Re: Progress on fast path sorting, btree index creation time

From: Peter Geoghegan <peter(at)2ndquadrant(dot)com>
To: Robert Haas <robertmhaas(at)gmail(dot)com>
Cc: Tom Lane <tgl(at)sss(dot)pgh(dot)pa(dot)us>, Jay Levitt <jay(dot)levitt(at)gmail(dot)com>, "Jim \"Decibel!\" Nasby" <decibel(at)decibel(dot)org>, Bruce Momjian <bruce(at)momjian(dot)us>, PG Hackers <pgsql-hackers(at)postgresql(dot)org>
Subject: Re: Progress on fast path sorting, btree index creation time
Date: 2012-02-08 16:53:37
Message-ID: CAEYLb_W=j0_fXtcXiaDXAbALX8AwQCfP7aoKm3YjDqqducsf0Q@mail.gmail.com
Views: Raw Message | Whole Thread | Download mbox | Resend email
Thread:
Lists: pgsql-hackers

On 8 February 2012 15:17, Robert Haas <robertmhaas(at)gmail(dot)com> wrote:
> On Wed, Feb 8, 2012 at 9:51 AM, Tom Lane <tgl(at)sss(dot)pgh(dot)pa(dot)us> wrote:
>> IMO this patch is already well past the point of diminishing returns in
>> value-per-byte-added.  I'd like to see it trimmed back to provide a fast
>> path for just single-column int4/int8/float4/float8 sorts.  The other
>> cases aren't going to offer enough of a win to justify the code space.
>
> I'm curious about how much we're gaining from the single-column
> specializations vs. the type-specific specializations.  I think I'm
> going to go try to characterize that.

I think it might make more sense to lose the type-specific
specialisations for the multi-key case while adding a generic
multi-key specialisation, than to lose all multi-key specialisations,
though I have not considered that question at length, and would think
that we'd still want to keep an int4 version in that case.

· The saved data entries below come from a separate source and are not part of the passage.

pub mod replay;
pub mod transport;

use serde::Serialize;
use serde_json::{json, Value};
use thiserror::Error;
use tokio::sync::mpsc;

use crate::output::console;
use transport::{ConnectOptions, PushClient, TransportEvent, SERVER_DISCONNECT};

#[derive(Debug, Error)]
pub enum RelayError {
    #[error("failed to open push channel: {message}")]
    Open { message: String },

    #[error("failed to read replay file: {path}: {source}")]
    ReplayRead {
        path: String,
        #[source]
        source: std::io::Error,
    },

    #[error("invalid replay line {line}: {source}")]
    ReplayParse {
        line: usize,
        #[source]
        source: serde_json::Error,
    },
}

/// Server messages that are forwarded to page scripts.
#[derive(Clone, Copy, Debug, PartialEq, Eq, Hash, Serialize)]
pub enum PageEventKind {
    #[serde(rename = "orderUpdated")]
    OrderUpdated,
    #[serde(rename = "productUpdated")]
    ProductUpdated,
    #[serde(rename = "productStatusChanged")]
    ProductStatusChanged,
    #[serde(rename = "newOrder")]
    NewOrder,
}

impl PageEventKind {
    pub const ALL: [PageEventKind; 4] = [
        Self::OrderUpdated,
        Self::ProductUpdated,
        Self::ProductStatusChanged,
        Self::NewOrder,
    ];

    /// Message name used on the push channel.
    pub fn wire_name(self) -> &'static str {
        match self {
            Self::OrderUpdated => "order_updated",
            Self::ProductUpdated => "product_updated",
            Self::ProductStatusChanged => "product_status_changed",
            Self::NewOrder => "new_order",
        }
    }

    /// Event name page scripts listen for.
    pub fn page_name(self) -> &'static str {
        match self {
            Self::OrderUpdated => "orderUpdated",
            Self::ProductUpdated => "productUpdated",
            Self::ProductStatusChanged => "productStatusChanged",
            Self::NewOrder => "newOrder",
        }
    }

    pub fn from_wire(name: &str) -> Option<Self> {
        Self::ALL.into_iter().find(|k| k.wire_name() == name)
    }

    fn label(self) -> &'static str {
        match self {
            Self::OrderUpdated => "Order updated",
            Self::ProductUpdated => "Product updated",
            Self::ProductStatusChanged => "Product status changed",
            Self::NewOrder => "New order",
        }
    }
}

#[derive(Clone, Debug, PartialEq, Serialize)]
pub struct PageEvent {
    #[serde(rename = "type")]
    pub kind: PageEventKind,
    pub detail: Value,
}

/// Bridges one push-channel connection to page events.
///
/// Owns the connection handle and the reconnect counter; connection errors are
/// logged and counted, never returned.
pub struct RealtimeEventRelay<C> {
    client: C,
    options: ConnectOptions,
    connected: bool,
    reconnect_attempts: u32,
    subscribers: Vec<mpsc::UnboundedSender<PageEvent>>,
}

impl<C: PushClient> RealtimeEventRelay<C> {
    pub fn new(client: C, options: ConnectOptions) -> Self {
        Self {
            client,
            options,
            connected: false,
            reconnect_attempts: 0,
            subscribers: Vec::new(),
        }
    }

    /// Every subscriber receives every page event, in order. Dropping the
    /// receiver unsubscribes; the stream ends when the relay is dropped.
    pub fn subscribe(&mut self) -> mpsc::UnboundedReceiver<PageEvent> {
        let (tx, rx) = mpsc::unbounded_channel();
        self.subscribers.push(tx);
        rx
    }

    pub fn reconnect_attempts(&self) -> u32 {
        self.reconnect_attempts
    }

    pub fn has_connection(&self) -> bool {
        self.connected
    }

    pub fn client(&self) -> &C {
        &self.client
    }

    /// Opens the shared connection. Call once, at page load.
    pub fn start(&mut self) -> Result<mpsc::UnboundedReceiver<TransportEvent>, RelayError> {
        let events = self.client.open(&self.options)?;
        self.connected = true;
        Ok(events)
    }

    /// Processes transport events until the client closes the stream.
    pub async fn run(&mut self, mut events: mpsc::UnboundedReceiver<TransportEvent>) {
        while let Some(event) = events.recv().await {
            self.handle(event);
        }
        console::debug("push channel closed");
    }

    pub fn handle(&mut self, event: TransportEvent) {
        match event {
            TransportEvent::Connect => {
                console::info("push channel connected");
                self.reconnect_attempts = 0;
            }
            TransportEvent::Disconnect { reason } => {
                console::info(&format!("push channel disconnected: {reason}"));
                if reason == SERVER_DISCONNECT {
                    if let Err(e) = self.client.reconnect() {
                        console::warn(&format!("push channel reconnect failed: {e}"));
                    }
                }
            }
            TransportEvent::ConnectError { message } => {
                self.reconnect_attempts += 1;
                console::warn(&format!("push channel connection error: {message}"));
                if self.reconnect_attempts >= self.options.reconnection_attempts {
                    console::error("push channel max reconnection attempts reached");
                }
            }
            TransportEvent::Reconnect { attempt } => {
                console::info(&format!("push channel reconnected after {attempt} attempts"));
                self.reconnect_attempts = 0;
            }
            TransportEvent::ReconnectAttempt { attempt } => {
                console::debug(&format!("push channel reconnection attempt: {attempt}"));
            }
            TransportEvent::ReconnectError { message } => {
                console::warn(&format!("push channel reconnection error: {message}"));
            }
            TransportEvent::ReconnectFailed => {
                console::error("push channel reconnection failed");
            }
            TransportEvent::Message { event, payload } => self.dispatch(&event, payload),
        }
    }

    fn dispatch(&mut self, event: &str, payload: Value) {
        if let Some(kind) = PageEventKind::from_wire(event) {
            console::debug(&format!("{}: {payload}", kind.label()));
            let event = PageEvent {
                kind,
                detail: payload,
            };
            self.subscribers.retain(|tx| tx.send(event.clone()).is_ok());
            return;
        }
        match event {
            "connected" => console::info(&format!("connected: {payload}")),
            "error" => console::error(&format!("push channel error: {payload}")),
            other => console::debug(&format!("ignoring push message '{other}'")),
        }
    }

    pub fn join_shop(&mut self, shop_id: &Value) -> Result<(), RelayError> {
        self.emit_scoped("join_shop", shop_id)
    }

    pub fn leave_shop(&mut self, shop_id: &Value) -> Result<(), RelayError> {
        self.emit_scoped("leave_shop", shop_id)
    }

    /// No-op until [`start`](Self::start) has opened the connection.
    fn emit_scoped(&mut self, event: &str, shop_id: &Value) -> Result<(), RelayError> {
        if !self.connected {
            return Ok(());
        }
        self.client.emit(event, json!({ "shop_id": shop_id }))
    }
}

#[cfg(test)]
mod tests {
    use super::*;
    use std::sync::{Arc, Mutex};

    #[derive(Clone, Default)]
    struct FakeClient {
        sender: Option<mpsc::UnboundedSender<TransportEvent>>,
        emitted: Arc<Mutex<Vec<(String, Value)>>>,
        reconnects: Arc<Mutex<u32>>,
    }

    impl PushClient for FakeClient {
        fn open(
            &mut self,
            _options: &ConnectOptions,
        ) -> Result<mpsc::UnboundedReceiver<TransportEvent>, RelayError> {
            let (tx, rx) = mpsc::unbounded_channel();
            self.sender = Some(tx);
            Ok(rx)
        }

        fn reconnect(&mut self) -> Result<(), RelayError> {
            *self.reconnects.lock().unwrap() += 1;
            Ok(())
        }

        fn emit(&mut self, event: &str, payload: Value) -> Result<(), RelayError> {
            self.emitted
                .lock()
                .unwrap()
                .push((event.to_string(), payload));
            Ok(())
        }
    }

    fn message(event: &str, payload: Value) -> TransportEvent {
        TransportEvent::Message {
            event: event.to_string(),
            payload,
        }
    }

    #[tokio::test]
    async fn each_server_message_becomes_one_page_event() {
        let mut relay = RealtimeEventRelay::new(FakeClient::default(), ConnectOptions::default());
        let mut page = relay.subscribe();
        let events = relay.start().unwrap();
        let tx = relay.client().sender.clone().unwrap();

        for (i, kind) in PageEventKind::ALL.into_iter().enumerate() {
            tx.send(message(kind.wire_name(), json!({"id": i, "nested": {"ok": true}})))
                .unwrap();
        }
        tx.send(message("unknown_event", json!(1))).unwrap();
        drop(tx);
        relay.client.sender = None;
        relay.run(events).await;

        for (i, kind) in PageEventKind::ALL.into_iter().enumerate() {
            let got = page.recv().await.unwrap();
            assert_eq!(got.kind, kind);
            assert_eq!(got.detail, json!({"id": i, "nested": {"ok": true}}));
        }
        assert!(page.try_recv().is_err());
    }

    #[tokio::test]
    async fn long_sessions_deliver_every_event_to_every_subscriber() {
        let mut relay = RealtimeEventRelay::new(FakeClient::default(), ConnectOptions::default());
        let mut first = relay.subscribe();
        let mut second = relay.subscribe();
        let dropped = relay.subscribe();
        drop(dropped);
        let events = relay.start().unwrap();
        let tx = relay.client.sender.take().unwrap();

        for i in 0..200 {
            tx.send(message("new_order", json!({"order_id": i}))).unwrap();
        }
        drop(tx);
        relay.run(events).await;
        drop(relay);

        for page in [&mut first, &mut second] {
            let mut got = Vec::new();
            while let Some(event) = page.recv().await {
                assert_eq!(event.kind, PageEventKind::NewOrder);
                got.push(event.detail["order_id"].as_u64().unwrap());
            }
            assert_eq!(got, (0..200).collect::<Vec<u64>>());
        }
    }

    #[test]
    fn page_event_serializes_with_page_name() {
        let e = PageEvent {
            kind: PageEventKind::ProductStatusChanged,
            detail: json!({"id": 3}),
        };
        assert_eq!(
            serde_json::to_value(&e).unwrap(),
            json!({"type": "productStatusChanged", "detail": {"id": 3}})
        );
        for kind in PageEventKind::ALL {
            assert_eq!(serde_json::to_value(kind).unwrap(), json!(kind.page_name()));
        }
    }

    #[test]
    fn counter_tracks_errors_and_resets_on_connect() {
        let mut relay = RealtimeEventRelay::new(FakeClient::default(), ConnectOptions::default());
        for _ in 0..7 {
            relay.handle(TransportEvent::ConnectError {
                message: "timeout".to_string(),
            });
        }
        assert_eq!(relay.reconnect_attempts(), 7);
        relay.handle(TransportEvent::Connect);
        assert_eq!(relay.reconnect_attempts(), 0);
        relay.handle(TransportEvent::ConnectError {
            message: "timeout".to_string(),
        });
        relay.handle(TransportEvent::Reconnect { attempt: 1 });
        assert_eq!(relay.reconnect_attempts(), 0);
    }

    #[test]
    fn server_disconnect_triggers_manual_reconnect() {
        let client = FakeClient::default();
        let reconnects = client.reconnects.clone();
        let mut relay = RealtimeEventRelay::new(client, ConnectOptions::default());
        relay.handle(TransportEvent::Disconnect {
            reason: "transport close".to_string(),
        });
        assert_eq!(*reconnects.lock().unwrap(), 0);
        relay.handle(TransportEvent::Disconnect {
            reason: SERVER_DISCONNECT.to_string(),
        });
        assert_eq!(*reconnects.lock().unwrap(), 1);
    }

    #[test]
    fn shop_channel_actions_need_a_connection() {
        let client = FakeClient::default();
        let emitted = client.emitted.clone();
        let mut relay = RealtimeEventRelay::new(client, ConnectOptions::default());
        relay.join_shop(&json!(12)).unwrap();
        assert!(emitted.lock().unwrap().is_empty());

        let _events = relay.start().unwrap();
        relay.join_shop(&json!(12)).unwrap();
        relay.leave_shop(&json!("12")).unwrap();
        assert_eq!(
            *emitted.lock().unwrap(),
            vec![
                ("join_shop".to_string(), json!({"shop_id": 12})),
                ("leave_shop".to_string(), json!({"shop_id": "12"})),
            ]
        );
    }
}
use std::sync::atomic::{AtomicU8, Ordering};

use colored::{ColoredString, Colorize};

static VERBOSITY: AtomicU8 = AtomicU8::new(0);

pub fn set_verbosity(level: u8) {
    VERBOSITY.store(level, Ordering::Relaxed);
}

pub fn verbosity() -> u8 {
    VERBOSITY.load(Ordering::Relaxed)
}

pub fn disable_color() {
    colored::control::set_override(false);
}

fn tagged(tag: ColoredString, message: &str) -> String {
    format!(
        "{}{}{} {}",
        "[".bold().white(),
        tag,
        "]".bold().white(),
        message
    )
}

pub fn info(message: &str) {
    eprintln!("{}", tagged("INF".bold().blue(), message));
}

pub fn warn(message: &str) {
    eprintln!("{}", tagged("WRN".bold().yellow(), message));
}

pub fn error(message: &str) {
    eprintln!("{}", tagged("ERR".bold().red(), message));
}

/// Printed only with `-v`.
pub fn debug(message: &str) {
    if verbosity() > 0 {
        eprintln!("{}", tagged("DBG".bold().purple(), message));
    }
}

pub fn kv_line(label: &str, value: &str) {
    eprintln!(":: {:<10}: {}", label, value);
}
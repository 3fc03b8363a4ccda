use serde::{Deserialize, Serialize};

use crate::output::escape_html;

pub const DEFAULT_WINDOW_SIZE: usize = 5;

/// One entry of the pagination bar.
#[derive(Clone, Debug, PartialEq, Eq, Serialize)]
#[serde(tag = "kind", rename_all = "snake_case")]
pub enum PageControl {
    Previous { target: usize, disabled: bool },
    Page { number: usize, active: bool },
    Ellipsis,
    Next { target: usize, disabled: bool },
}

/// Text used by the pagination bar and the empty table row.
#[derive(Clone, Debug, PartialEq, Eq, Deserialize, Serialize)]
#[serde(default)]
pub struct ControlLabels {
    pub previous: String,
    pub next: String,
    pub ellipsis: String,
    pub no_data: String,
}

impl Default for ControlLabels {
    fn default() -> Self {
        Self {
            previous: "Previous".to_string(),
            next: "Next".to_string(),
            ellipsis: "...".to_string(),
            no_data: "No data".to_string(),
        }
    }
}

/// Derives the pagination bar for `current` out of `total` pages.
///
/// At most `window_size` numbered pages are shown around the current one; the
/// first and last page stay reachable, with an ellipsis when pages are skipped.
pub fn controls(current: usize, total: usize, window_size: usize) -> Vec<PageControl> {
    // a window wider than the page count shows every page either way
    let window_size = window_size.clamp(1, total.max(1));
    let mut start = current.saturating_sub(window_size / 2).max(1);
    let end = total.min(start.saturating_add(window_size - 1));
    if end < start || end - start < window_size - 1 {
        start = (end + 1).saturating_sub(window_size).max(1);
    }

    let mut out = Vec::with_capacity(window_size.saturating_add(6));
    out.push(PageControl::Previous {
        target: current.saturating_sub(1),
        disabled: current == 1,
    });

    if start > 1 {
        out.push(PageControl::Page {
            number: 1,
            active: false,
        });
        if start > 2 {
            out.push(PageControl::Ellipsis);
        }
    }

    for number in start..=end {
        out.push(PageControl::Page {
            number,
            active: number == current,
        });
    }

    if end < total {
        if end + 1 < total {
            out.push(PageControl::Ellipsis);
        }
        out.push(PageControl::Page {
            number: total,
            active: false,
        });
    }

    out.push(PageControl::Next {
        target: current + 1,
        disabled: current == total || total == 0,
    });
    out
}

pub fn render_controls(items: &[PageControl], labels: &ControlLabels) -> String {
    let mut out = String::new();
    for item in items {
        match item {
            PageControl::Previous { target, disabled } => {
                out.push_str(&nav_item(*target, *disabled, &labels.previous))
            }
            PageControl::Next { target, disabled } => {
                out.push_str(&nav_item(*target, *disabled, &labels.next))
            }
            PageControl::Page { number, active } => {
                let class = if *active { " active" } else { "" };
                out.push_str(&format!(
                    "<li class=\"page-item{class}\"><a class=\"page-link\" href=\"#\" data-page=\"{number}\">{number}</a></li>\n"
                ));
            }
            PageControl::Ellipsis => {
                out.push_str(&format!(
                    "<li class=\"page-item disabled\"><span class=\"page-link\">{}</span></li>\n",
                    escape_html(&labels.ellipsis)
                ));
            }
        }
    }
    out
}

fn nav_item(target: usize, disabled: bool, label: &str) -> String {
    let class = if disabled { " disabled" } else { "" };
    format!(
        "<li class=\"page-item{class}\"><a class=\"page-link\" href=\"#\" data-page=\"{target}\">{}</a></li>\n",
        escape_html(label)
    )
}

/// Compact one-line form, e.g. `< 1 ... 3 4 [5] 6 7 ... 20 >`.
pub fn render_controls_text(items: &[PageControl]) -> String {
    items
        .iter()
        .map(|item| match item {
            PageControl::Previous { disabled, .. } => {
                if *disabled { "-" } else { "<" }.to_string()
            }
            PageControl::Next { disabled, .. } => {
                if *disabled { "-" } else { ">" }.to_string()
            }
            PageControl::Page { number, active: true } => format!("[{number}]"),
            PageControl::Page { number, .. } => number.to_string(),
            PageControl::Ellipsis => "...".to_string(),
        })
        .collect::<Vec<_>>()
        .join(" ")
}
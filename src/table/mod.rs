pub mod accessor;
pub mod collection;
pub mod controls;
pub mod render;

use std::num::NonZeroUsize;

use regex::Regex;
use serde_json::Value;
use thiserror::Error;

use crate::output::console;
use collection::PaginatedCollection;
use controls::ControlLabels;
use render::{Document, RowFormatter};

#[derive(Debug, Error)]
pub enum TableError {
    #[error("invalid page size '{value}', expected a positive integer")]
    InvalidPageSize { value: String },

    #[error("invalid filter '{value}', expected PATH=REGEX")]
    InvalidFilter { value: String },

    #[error("invalid filter regex '{pattern}': {source}")]
    FilterRegex {
        pattern: String,
        #[source]
        source: regex::Error,
    },
}

/// Element ids of the three containers one table writes to.
#[derive(Clone, Debug, PartialEq, Eq)]
pub struct TableIds {
    pub body: String,
    pub info: String,
    pub controls: String,
}

impl TableIds {
    pub fn new(body: impl Into<String>) -> Self {
        Self {
            body: body.into(),
            info: "paginationInfo".to_string(),
            controls: "paginationControls".to_string(),
        }
    }
}

/// A table on a page: its items, how rows are formatted and where they go.
///
/// Every mutating call re-renders the body, the info line and the pagination
/// bar, so several tables can live on one page without sharing state.
pub struct DataTable<T, R> {
    collection: PaginatedCollection<T>,
    formatter: R,
    ids: TableIds,
    labels: ControlLabels,
    window_size: usize,
}

impl<T, R> DataTable<T, R>
where
    R: RowFormatter<T>,
{
    pub fn new(ids: TableIds, items: Vec<T>, formatter: R) -> Self {
        Self {
            collection: PaginatedCollection::new(items),
            formatter,
            ids,
            labels: ControlLabels::default(),
            window_size: controls::DEFAULT_WINDOW_SIZE,
        }
    }

    pub fn with_labels(mut self, labels: ControlLabels) -> Self {
        self.labels = labels;
        self
    }

    pub fn with_window_size(mut self, window_size: usize) -> Self {
        self.window_size = window_size.max(1);
        self
    }

    pub fn with_page_size(mut self, size: NonZeroUsize) -> Self {
        self.collection.set_page_size(size);
        self
    }

    pub fn collection(&self) -> &PaginatedCollection<T> {
        &self.collection
    }

    pub fn ids(&self) -> &TableIds {
        &self.ids
    }

    pub fn labels(&self) -> &ControlLabels {
        &self.labels
    }

    pub fn window_size(&self) -> usize {
        self.window_size
    }

    pub fn init(&mut self, doc: &mut dyn Document) {
        self.refresh(doc);
    }

    pub fn load(&mut self, doc: &mut dyn Document, items: Vec<T>) {
        self.collection.initialize(items);
        self.refresh(doc);
    }

    /// Redraws the body, info line and pagination bar from the current state.
    pub fn refresh(&self, doc: &mut dyn Document) {
        self.render_body(doc);
        self.render_pagination(doc);
    }

    fn render_body(&self, doc: &mut dyn Document) {
        let Some(body) = doc.element(&self.ids.body) else {
            console::warn(&format!("table element not found: {}", self.ids.body));
            return;
        };
        let rows = render::render(&self.collection, &self.formatter, &self.labels, body);
        if rows > 0 {
            console::debug(&format!("rendered {rows} rows into {}", self.ids.body));
        }
    }

    fn render_pagination(&self, doc: &mut dyn Document) {
        if let Some(info) = doc.element(&self.ids.info) {
            info.set_text(&render::render_info(&self.collection));
        }
        if let Some(bar) = doc.element(&self.ids.controls) {
            let items = controls::controls(
                self.collection.page(),
                self.collection.total_pages(),
                self.window_size,
            );
            bar.replace_markup(&controls::render_controls(&items, &self.labels));
        }
    }

    /// Out-of-range pages are ignored and nothing is redrawn.
    pub fn change_page(&mut self, doc: &mut dyn Document, page: usize) -> bool {
        if !self.collection.go_to_page(page) {
            return false;
        }
        self.refresh(doc);
        true
    }

    pub fn change_page_size(&mut self, doc: &mut dyn Document, size: NonZeroUsize) {
        self.collection.set_page_size(size);
        self.refresh(doc);
    }

    /// Page-size control input. Invalid values are logged and leave the table untouched.
    pub fn change_page_size_str(&mut self, doc: &mut dyn Document, raw: &str) -> bool {
        match collection::parse_page_size(raw) {
            Ok(size) => {
                self.change_page_size(doc, size);
                true
            }
            Err(e) => {
                console::warn(&e.to_string());
                false
            }
        }
    }

    pub fn filter<F>(&mut self, doc: &mut dyn Document, predicate: F)
    where
        F: FnMut(&T) -> bool,
    {
        self.collection.filter(predicate);
        self.refresh(doc);
    }
}

impl<T, R> DataTable<T, R>
where
    T: collection::Record,
    R: RowFormatter<T>,
{
    pub fn search<S: AsRef<str>>(&mut self, doc: &mut dyn Document, query: &str, fields: &[S]) {
        self.collection.search(query, fields);
        self.refresh(doc);
    }
}

/// `PATH=REGEX` predicate over a nested field, e.g. `status=^(paid|shipped)$`.
#[derive(Clone, Debug)]
pub struct FieldFilter {
    path: String,
    pattern: Regex,
}

impl FieldFilter {
    pub fn parse(raw: &str) -> Result<Self, TableError> {
        let (path, pattern) = raw
            .split_once('=')
            .map(|(p, r)| (p.trim(), r.trim()))
            .filter(|(p, _)| !p.is_empty())
            .ok_or_else(|| TableError::InvalidFilter {
                value: raw.to_string(),
            })?;
        let pattern = Regex::new(pattern).map_err(|source| TableError::FilterRegex {
            pattern: pattern.to_string(),
            source,
        })?;
        Ok(Self {
            path: path.to_string(),
            pattern,
        })
    }

    pub fn path(&self) -> &str {
        &self.path
    }

    pub fn matches(&self, item: &Value) -> bool {
        accessor::resolve(item, &self.path)
            .and_then(accessor::searchable_text)
            .is_some_and(|text| self.pattern.is_match(&text))
    }
}
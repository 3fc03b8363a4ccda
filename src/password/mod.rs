pub mod meter;

use serde::Serialize;

/// Characters counted as symbols.
pub const SYMBOLS: &str = "!@#$%^&*(),.?\":{}|<>_-+=[]\\/~`";

#[derive(Clone, Copy, Debug, PartialEq, Eq, Serialize)]
#[serde(rename_all = "lowercase")]
pub enum Tier {
    Low,
    Middle,
    High,
}

impl Tier {
    pub fn from_score(score: u8) -> Self {
        match score {
            80.. => Self::High,
            60..=79 => Self::Middle,
            _ => Self::Low,
        }
    }

    pub fn as_str(self) -> &'static str {
        match self {
            Self::Low => "low",
            Self::Middle => "middle",
            Self::High => "high",
        }
    }

    pub fn passes(self) -> bool {
        !matches!(self, Self::Low)
    }

    /// Bootstrap contextual color.
    pub fn color(self) -> &'static str {
        match self {
            Self::Low => "danger",
            Self::Middle => "warning",
            Self::High => "success",
        }
    }

    pub fn message(self) -> &'static str {
        match self {
            Self::Low => "Strength: low (does not meet requirements)",
            Self::Middle => "Strength: medium (acceptable)",
            Self::High => "Strength: high",
        }
    }
}

/// Base conditions met, one flag per checklist entry.
#[derive(Clone, Copy, Debug, Default, PartialEq, Eq, Serialize)]
pub struct Checks {
    pub length: bool,
    pub uppercase: bool,
    pub lowercase: bool,
    pub digit: bool,
    pub special: bool,
}

#[derive(Clone, Copy, Debug, PartialEq, Eq, Serialize)]
pub struct Verdict {
    pub score: u8,
    pub tier: Tier,
    pub valid: bool,
    pub checks: Checks,
    pub message: &'static str,
}

impl Verdict {
    pub fn color(&self) -> &'static str {
        self.tier.color()
    }
}

pub const EMPTY_MESSAGE: &str = "Please enter a password";

/// Raw points can reach 125; the reported score is capped.
pub const MAX_SCORE: u8 = 100;

#[derive(Default)]
struct ClassCounts {
    upper: usize,
    lower: usize,
    digit: usize,
    symbol: usize,
    total: usize,
}

fn count_classes(password: &str) -> ClassCounts {
    password.chars().fold(ClassCounts::default(), |mut c, ch| {
        c.total += 1;
        if ch.is_ascii_uppercase() {
            c.upper += 1;
        } else if ch.is_ascii_lowercase() {
            c.lower += 1;
        } else if ch.is_ascii_digit() {
            c.digit += 1;
        } else if SYMBOLS.contains(ch) {
            c.symbol += 1;
        }
        c
    })
}

fn class_points(count: usize, bonus: u8) -> u8 {
    match count {
        0 => 0,
        1 => 15,
        _ => 15 + bonus,
    }
}

/// Scores a password. Pure and cheap enough to run on every keystroke.
pub fn evaluate(password: &str) -> Verdict {
    if password.is_empty() {
        return Verdict {
            score: 0,
            tier: Tier::Low,
            valid: false,
            checks: Checks::default(),
            message: EMPTY_MESSAGE,
        };
    }

    let c = count_classes(password);
    let mut score = 0u8;
    if c.total >= 8 {
        score += 20;
    }
    if c.total >= 12 {
        score += 10;
    }
    if c.total >= 16 {
        score += 10;
    }
    score += class_points(c.upper, 5);
    score += class_points(c.lower, 5);
    score += class_points(c.digit, 5);
    score += class_points(c.symbol, 10);
    let score = score.min(MAX_SCORE);

    let tier = Tier::from_score(score);
    Verdict {
        score,
        tier,
        valid: tier.passes(),
        checks: Checks {
            length: c.total >= 8,
            uppercase: c.upper > 0,
            lowercase: c.lower > 0,
            digit: c.digit > 0,
            special: c.symbol > 0,
        },
        message: tier.message(),
    }
}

Note that I
*did not* include a generic multi-key specialisation, though only
because I saw little point, having already covered by far the most
common cases.

While you're at it, I'd like to suggest that you perform a benchmark
on a multi-key specialisation, so we can see just what we're throwing
away before we do so. Better to have those numbers come from you.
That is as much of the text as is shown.